Once the line containing "if bins == 0" has been written out, stop; until then, restate each line of the entries below word for word from the first.
*** Opening PROVIDED RECORDS ***
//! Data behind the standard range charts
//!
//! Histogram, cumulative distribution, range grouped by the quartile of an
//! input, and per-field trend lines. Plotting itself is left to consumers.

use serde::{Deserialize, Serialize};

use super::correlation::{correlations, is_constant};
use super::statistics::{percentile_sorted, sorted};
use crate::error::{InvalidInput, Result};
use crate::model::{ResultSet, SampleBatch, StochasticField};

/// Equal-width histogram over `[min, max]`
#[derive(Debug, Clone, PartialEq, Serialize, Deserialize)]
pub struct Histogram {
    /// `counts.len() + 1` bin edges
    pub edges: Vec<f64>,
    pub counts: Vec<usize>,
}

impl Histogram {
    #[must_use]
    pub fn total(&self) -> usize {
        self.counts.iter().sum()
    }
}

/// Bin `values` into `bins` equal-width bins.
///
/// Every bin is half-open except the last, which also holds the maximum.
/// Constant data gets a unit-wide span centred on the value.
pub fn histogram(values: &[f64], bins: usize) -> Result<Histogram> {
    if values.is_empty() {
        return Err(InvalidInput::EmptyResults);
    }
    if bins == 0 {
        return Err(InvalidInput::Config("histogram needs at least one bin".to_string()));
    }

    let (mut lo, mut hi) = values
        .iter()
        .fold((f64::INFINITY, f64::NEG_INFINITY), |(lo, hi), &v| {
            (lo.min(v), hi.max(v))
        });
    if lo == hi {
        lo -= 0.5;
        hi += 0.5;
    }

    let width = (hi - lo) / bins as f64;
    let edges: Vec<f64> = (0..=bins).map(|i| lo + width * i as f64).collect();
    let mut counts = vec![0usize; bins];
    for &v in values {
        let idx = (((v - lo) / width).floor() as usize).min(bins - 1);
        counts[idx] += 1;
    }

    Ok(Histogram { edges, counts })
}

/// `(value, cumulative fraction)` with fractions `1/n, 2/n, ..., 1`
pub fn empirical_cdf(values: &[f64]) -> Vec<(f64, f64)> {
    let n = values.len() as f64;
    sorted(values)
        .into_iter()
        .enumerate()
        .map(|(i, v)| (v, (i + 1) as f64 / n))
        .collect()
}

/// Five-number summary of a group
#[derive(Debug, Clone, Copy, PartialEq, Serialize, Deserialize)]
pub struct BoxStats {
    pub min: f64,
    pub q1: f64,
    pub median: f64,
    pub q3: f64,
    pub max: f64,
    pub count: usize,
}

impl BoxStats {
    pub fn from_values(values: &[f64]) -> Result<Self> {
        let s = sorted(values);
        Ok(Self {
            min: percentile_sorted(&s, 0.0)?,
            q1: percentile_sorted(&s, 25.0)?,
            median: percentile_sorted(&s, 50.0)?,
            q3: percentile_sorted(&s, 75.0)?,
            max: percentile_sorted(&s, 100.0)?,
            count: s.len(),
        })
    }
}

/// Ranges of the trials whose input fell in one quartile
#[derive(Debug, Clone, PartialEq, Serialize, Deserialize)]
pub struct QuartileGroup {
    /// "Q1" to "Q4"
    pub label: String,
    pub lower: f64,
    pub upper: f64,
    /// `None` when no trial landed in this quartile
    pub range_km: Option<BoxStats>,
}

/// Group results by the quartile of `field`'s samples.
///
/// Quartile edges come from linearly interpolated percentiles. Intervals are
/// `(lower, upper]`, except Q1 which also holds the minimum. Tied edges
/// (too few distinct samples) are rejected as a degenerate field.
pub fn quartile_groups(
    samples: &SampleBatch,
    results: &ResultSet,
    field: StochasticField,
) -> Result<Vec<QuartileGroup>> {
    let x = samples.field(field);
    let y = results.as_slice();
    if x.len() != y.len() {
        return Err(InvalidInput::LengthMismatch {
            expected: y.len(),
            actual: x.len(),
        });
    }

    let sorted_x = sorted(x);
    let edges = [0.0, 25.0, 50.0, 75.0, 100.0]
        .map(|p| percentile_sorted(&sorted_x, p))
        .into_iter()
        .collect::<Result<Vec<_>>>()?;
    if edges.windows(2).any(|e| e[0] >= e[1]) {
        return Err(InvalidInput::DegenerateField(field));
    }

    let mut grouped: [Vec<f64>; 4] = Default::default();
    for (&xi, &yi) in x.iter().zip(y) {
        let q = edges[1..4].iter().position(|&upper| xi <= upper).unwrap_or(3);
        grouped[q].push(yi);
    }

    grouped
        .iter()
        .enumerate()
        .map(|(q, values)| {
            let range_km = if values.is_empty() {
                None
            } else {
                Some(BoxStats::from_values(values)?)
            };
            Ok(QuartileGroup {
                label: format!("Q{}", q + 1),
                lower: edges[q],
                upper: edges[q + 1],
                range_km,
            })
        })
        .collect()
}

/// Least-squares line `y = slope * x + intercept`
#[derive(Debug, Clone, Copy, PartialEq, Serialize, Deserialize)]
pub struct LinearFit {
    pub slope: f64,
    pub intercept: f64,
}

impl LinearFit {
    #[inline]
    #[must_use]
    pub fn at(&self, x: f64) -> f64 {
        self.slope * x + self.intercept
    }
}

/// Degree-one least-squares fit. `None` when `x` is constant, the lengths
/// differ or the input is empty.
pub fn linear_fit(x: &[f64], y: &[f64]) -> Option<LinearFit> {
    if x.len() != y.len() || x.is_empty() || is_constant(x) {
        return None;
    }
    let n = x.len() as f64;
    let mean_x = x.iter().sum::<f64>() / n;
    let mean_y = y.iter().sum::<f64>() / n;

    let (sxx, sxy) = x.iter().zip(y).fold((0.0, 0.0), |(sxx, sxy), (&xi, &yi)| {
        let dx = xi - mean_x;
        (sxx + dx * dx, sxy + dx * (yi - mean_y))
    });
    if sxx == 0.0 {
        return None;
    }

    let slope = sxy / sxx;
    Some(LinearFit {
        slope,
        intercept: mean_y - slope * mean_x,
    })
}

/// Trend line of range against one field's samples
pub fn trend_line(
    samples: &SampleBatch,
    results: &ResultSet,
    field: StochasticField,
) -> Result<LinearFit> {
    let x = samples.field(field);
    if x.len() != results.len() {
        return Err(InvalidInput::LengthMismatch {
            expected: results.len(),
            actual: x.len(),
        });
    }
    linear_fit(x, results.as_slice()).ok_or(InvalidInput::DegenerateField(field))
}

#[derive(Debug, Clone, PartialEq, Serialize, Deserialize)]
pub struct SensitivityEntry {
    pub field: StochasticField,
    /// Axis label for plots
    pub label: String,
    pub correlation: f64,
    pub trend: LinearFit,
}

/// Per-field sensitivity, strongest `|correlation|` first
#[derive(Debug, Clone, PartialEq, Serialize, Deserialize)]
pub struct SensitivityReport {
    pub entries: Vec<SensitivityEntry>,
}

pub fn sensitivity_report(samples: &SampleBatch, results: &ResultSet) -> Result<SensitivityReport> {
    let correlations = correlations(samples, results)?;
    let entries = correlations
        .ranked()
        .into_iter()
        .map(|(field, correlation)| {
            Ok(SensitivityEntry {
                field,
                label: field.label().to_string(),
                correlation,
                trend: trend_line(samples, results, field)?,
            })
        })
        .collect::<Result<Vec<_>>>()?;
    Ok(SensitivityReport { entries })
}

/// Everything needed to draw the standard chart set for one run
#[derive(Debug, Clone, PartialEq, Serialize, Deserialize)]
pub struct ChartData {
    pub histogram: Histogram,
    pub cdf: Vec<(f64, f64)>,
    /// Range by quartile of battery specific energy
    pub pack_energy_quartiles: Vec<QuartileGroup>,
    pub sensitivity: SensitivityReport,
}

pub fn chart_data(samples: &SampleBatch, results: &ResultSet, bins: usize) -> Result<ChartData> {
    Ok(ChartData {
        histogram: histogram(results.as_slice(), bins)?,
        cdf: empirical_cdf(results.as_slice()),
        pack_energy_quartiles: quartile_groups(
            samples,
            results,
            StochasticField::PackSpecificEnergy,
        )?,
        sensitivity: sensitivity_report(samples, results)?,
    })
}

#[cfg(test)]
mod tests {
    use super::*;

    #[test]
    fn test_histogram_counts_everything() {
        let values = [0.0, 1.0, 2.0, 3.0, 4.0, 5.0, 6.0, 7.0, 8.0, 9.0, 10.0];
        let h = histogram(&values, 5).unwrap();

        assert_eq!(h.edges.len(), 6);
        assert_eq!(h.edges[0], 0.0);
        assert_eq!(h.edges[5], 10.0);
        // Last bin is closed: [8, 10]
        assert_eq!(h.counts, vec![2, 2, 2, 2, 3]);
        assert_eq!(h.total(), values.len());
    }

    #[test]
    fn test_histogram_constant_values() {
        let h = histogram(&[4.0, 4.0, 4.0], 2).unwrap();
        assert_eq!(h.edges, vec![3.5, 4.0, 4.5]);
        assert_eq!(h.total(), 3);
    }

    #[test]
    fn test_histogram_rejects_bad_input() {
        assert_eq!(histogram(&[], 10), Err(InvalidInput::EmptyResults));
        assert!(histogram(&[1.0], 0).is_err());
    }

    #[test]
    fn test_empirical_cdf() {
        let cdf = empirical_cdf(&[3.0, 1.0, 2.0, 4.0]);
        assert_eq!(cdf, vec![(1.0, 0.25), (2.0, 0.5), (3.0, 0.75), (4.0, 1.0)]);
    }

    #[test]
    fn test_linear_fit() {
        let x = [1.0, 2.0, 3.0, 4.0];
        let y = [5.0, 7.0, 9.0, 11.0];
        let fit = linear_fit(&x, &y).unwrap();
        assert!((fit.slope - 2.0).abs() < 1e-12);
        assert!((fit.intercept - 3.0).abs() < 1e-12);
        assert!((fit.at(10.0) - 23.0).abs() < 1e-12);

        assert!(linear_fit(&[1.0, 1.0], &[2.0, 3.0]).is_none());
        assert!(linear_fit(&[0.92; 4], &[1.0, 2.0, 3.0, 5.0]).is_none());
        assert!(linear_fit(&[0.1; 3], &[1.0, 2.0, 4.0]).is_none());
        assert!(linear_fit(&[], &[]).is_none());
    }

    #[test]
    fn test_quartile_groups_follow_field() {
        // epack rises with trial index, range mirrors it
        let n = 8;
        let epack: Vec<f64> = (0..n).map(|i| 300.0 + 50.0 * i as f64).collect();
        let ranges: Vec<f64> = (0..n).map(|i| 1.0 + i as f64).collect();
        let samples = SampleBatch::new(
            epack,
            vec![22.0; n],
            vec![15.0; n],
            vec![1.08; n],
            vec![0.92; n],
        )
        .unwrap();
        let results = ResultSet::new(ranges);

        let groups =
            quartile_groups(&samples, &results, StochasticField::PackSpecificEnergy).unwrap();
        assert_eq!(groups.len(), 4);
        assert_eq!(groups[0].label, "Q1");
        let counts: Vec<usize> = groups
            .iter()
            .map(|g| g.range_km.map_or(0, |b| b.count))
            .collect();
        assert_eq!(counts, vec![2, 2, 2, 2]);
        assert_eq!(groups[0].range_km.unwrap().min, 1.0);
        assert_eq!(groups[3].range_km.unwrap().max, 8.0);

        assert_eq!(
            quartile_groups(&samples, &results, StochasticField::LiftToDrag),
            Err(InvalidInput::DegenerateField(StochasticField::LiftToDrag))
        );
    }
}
*** Closing PROVIDED RECORDS ***
RESULT —
//! Data behind the standard range charts
//!
//! Histogram, cumulative distribution, range grouped by the quartile of an
//! input, and per-field trend lines. Plotting itself is left to consumers.

use serde::{Deserialize, Serialize};

use super::correlation::{correlations, is_constant};
use super::statistics::{percentile_sorted, sorted};
use crate::error::{InvalidInput, Result};
use crate::model::{ResultSet, SampleBatch, StochasticField};

/// Equal-width histogram over `[min, max]`
#[derive(Debug, Clone, PartialEq, Serialize, Deserialize)]
pub struct Histogram {
    /// `counts.len() + 1` bin edges
    pub edges: Vec<f64>,
    pub counts: Vec<usize>,
}

impl Histogram {
    #[must_use]
    pub fn total(&self) -> usize {
        self.counts.iter().sum()
    }
}

/// Bin `values` into `bins` equal-width bins.
///
/// Every bin is half-open except the last, which also holds the maximum.
/// Constant data gets a unit-wide span centred on the value.
pub fn histogram(values: &[f64], bins: usize) -> Result<Histogram> {
    if values.is_empty() {
        return Err(InvalidInput::EmptyResults);
    }
    if bins == 0 {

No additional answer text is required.